» Exercise directions
Among the entries below, find every line that contains the string "expected", then copy it.

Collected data
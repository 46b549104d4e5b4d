//! Pixel buffers and stride sampling.

use image::{DynamicImage, GenericImageView, RgbaImage, imageops::FilterType};
use palette::Srgb;

use crate::error::{PaletteError, Result};

/// One sampled RGB pixel. Alpha is dropped when sampling.
pub type Pixel = Srgb<u8>;

/// Bytes between two samples: every 10th pixel of a 4-bytes-per-pixel buffer.
pub const DEFAULT_STRIDE: usize = 4 * 10;

/// Take one pixel every `stride` bytes, starting at offset 0.
///
/// A pixel is taken wherever at least three bytes (r, g, b) remain at the
/// offset. A `stride` of 0 samples every pixel.
pub fn sample(buffer: &[u8], stride: usize) -> Result<Vec<Pixel>> {
    let stride = if stride == 0 { 4 } else { stride };

    let samples: Vec<Pixel> = (0..buffer.len())
        .step_by(stride)
        .filter_map(|offset| buffer.get(offset..offset + 3))
        .map(|rgb| Srgb::new(rgb[0], rgb[1], rgb[2]))
        .collect();

    if samples.is_empty() {
        return Err(PaletteError::InsufficientData);
    }

    tracing::debug!(bytes = buffer.len(), stride, samples = samples.len(), "Sampled pixel buffer");
    Ok(samples)
}

/// A decoded image as row-major RGBA bytes.
#[derive(Debug, Clone, PartialEq, Eq)]
pub struct PixelBuffer {
    width: u32,
    height: u32,
    data: Vec<u8>,
}

impl PixelBuffer {
    /// Wrap raw RGBA bytes. `data` must hold exactly `width * height * 4` bytes.
    pub fn new(width: u32, height: u32, data: Vec<u8>) -> Result<Self> {
        let expected = width as usize * height as usize * 4;
        if data.len() != expected {
            return Err(PaletteError::InvalidDimensions {
                width,
                height,
                len: data.len(),
            });
        }
        Ok(Self {
            width,
            height,
            data,
        })
    }

    /// Decode an encoded image (PNG, JPEG, ...) and scale it so its longest
    /// side is at most `working_size`, keeping the aspect ratio.
    pub fn decode(bytes: &[u8], working_size: u32) -> Result<Self> {
        let img = image::load_from_memory(bytes)?;
        Ok(Self::from_image(&img, working_size))
    }

    pub fn from_image(img: &DynamicImage, working_size: u32) -> Self {
        let (orig_w, orig_h) = img.dimensions();
        let max_side = orig_w.max(orig_h);

        let rgba: RgbaImage = if max_side > working_size && working_size > 0 {
            let ratio = working_size as f32 / max_side as f32;
            let w = ((orig_w as f32) * ratio).round().max(1.0) as u32;
            let h = ((orig_h as f32) * ratio).round().max(1.0) as u32;
            tracing::debug!(orig_w, orig_h, w, h, "Scaling image to working size");
            image::imageops::resize(img, w, h, FilterType::Triangle)
        } else {
            img.to_rgba8()
        };

        let (width, height) = rgba.dimensions();
        Self {
            width,
            height,
            data: rgba.into_raw(),
        }
    }

    pub fn width(&self) -> u32 {
        self.width
    }

    pub fn height(&self) -> u32 {
        self.height
    }

    pub fn data(&self) -> &[u8] {
        &self.data
    }

    /// Color under `(x, y)`, or `None` outside the image.
    pub fn pixel_at(&self, x: u32, y: u32) -> Option<Pixel> {
        if x >= self.width || y >= self.height {
            return None;
        }
        let idx = (y as usize * self.width as usize + x as usize) * 4;
        let rgb = self.data.get(idx..idx + 3)?;
        Some(Srgb::new(rgb[0], rgb[1], rgb[2]))
    }

    pub fn samples(&self, stride: usize) -> Result<Vec<Pixel>> {
        sample(&self.data, stride)
    }

    /// Opaque pixels only, for the Lab backend.
    pub fn opaque_pixels(&self) -> Vec<Pixel> {
        self.data
            .chunks_exact(4)
            .filter(|chunk| chunk[3] != 0)
            .map(|chunk| Srgb::new(chunk[0], chunk[1], chunk[2]))
            .collect()
    }
}

#[cfg(test)]
mod tests {
    use super::*;
    use image::{ImageFormat, Rgba};
    use pretty_assertions::assert_eq;

    fn gradient(pixels: usize) -> Vec<u8> {
        (0..pixels)
            .flat_map(|i| [i as u8, (i * 2) as u8, (i * 3) as u8, 255])
            .collect()
    }

    #[test]
    fn samples_every_tenth_pixel() {
        let samples = sample(&gradient(25), DEFAULT_STRIDE).unwrap();
        assert_eq!(
            samples,
            vec![Srgb::new(0, 0, 0), Srgb::new(10, 20, 30), Srgb::new(20, 40, 60)]
        );
    }

    #[test]
    fn three_bytes_is_enough() {
        assert_eq!(sample(&[1, 2, 3], DEFAULT_STRIDE).unwrap(), vec![Srgb::new(1, 2, 3)]);
    }

    #[test]
    fn too_small_buffer_is_insufficient() {
        assert!(matches!(sample(&[], DEFAULT_STRIDE), Err(PaletteError::InsufficientData)));
        assert!(matches!(sample(&[9, 9], DEFAULT_STRIDE), Err(PaletteError::InsufficientData)));
    }

    #[test]
    fn zero_stride_samples_every_pixel() {
        assert_eq!(sample(&gradient(7), 0).unwrap().len(), 7);
    }

    #[test]
    fn new_checks_length() {
        assert!(PixelBuffer::new(2, 2, vec![0; 16]).is_ok());
        assert!(matches!(
            PixelBuffer::new(2, 2, vec![0; 15]),
            Err(PaletteError::InvalidDimensions { width: 2, height: 2, len: 15 })
        ));
    }

    #[test]
    fn pixel_at_reads_row_major() {
        let buffer = PixelBuffer::new(5, 5, gradient(25)).unwrap();
        assert_eq!(buffer.pixel_at(2, 1), Some(Srgb::new(7, 14, 21)));
        assert_eq!(buffer.pixel_at(5, 0), None);
        assert_eq!(buffer.pixel_at(0, 5), None);
    }

    #[test]
    fn opaque_pixels_skip_transparent() {
        let data = vec![1, 1, 1, 255, 2, 2, 2, 0, 3, 3, 3, 10];
        let buffer = PixelBuffer::new(3, 1, data).unwrap();
        assert_eq!(
            buffer.opaque_pixels(),
            vec![Srgb::new(1, 1, 1), Srgb::new(3, 3, 3)]
        );
    }

    #[test]
    fn decode_scales_to_working_size() {
        let img = RgbaImage::from_pixel(800, 200, Rgba([10, 200, 30, 255]));
        let mut png = Vec::new();
        DynamicImage::ImageRgba8(img)
            .write_to(&mut std::io::Cursor::new(&mut png), ImageFormat::Png)
            .unwrap();

        let buffer = PixelBuffer::decode(&png, 400).unwrap();
        assert_eq!((buffer.width(), buffer.height()), (400, 100));
        assert_eq!(buffer.data().len(), 400 * 100 * 4);
        assert_eq!(buffer.pixel_at(123, 45), Some(Srgb::new(10, 200, 30)));

        let small = PixelBuffer::decode(&png, 1000).unwrap();
        assert_eq!((small.width(), small.height()), (800, 200));
    }

    #[test]
    fn decode_rejects_garbage() {
        assert!(matches!(
            PixelBuffer::decode(b"not an image", 400),
            Err(PaletteError::ImageDecode(_))
        ));
    }
}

» Finished task
        let expected = width as usize * height as usize * 4;
        if data.len() != expected {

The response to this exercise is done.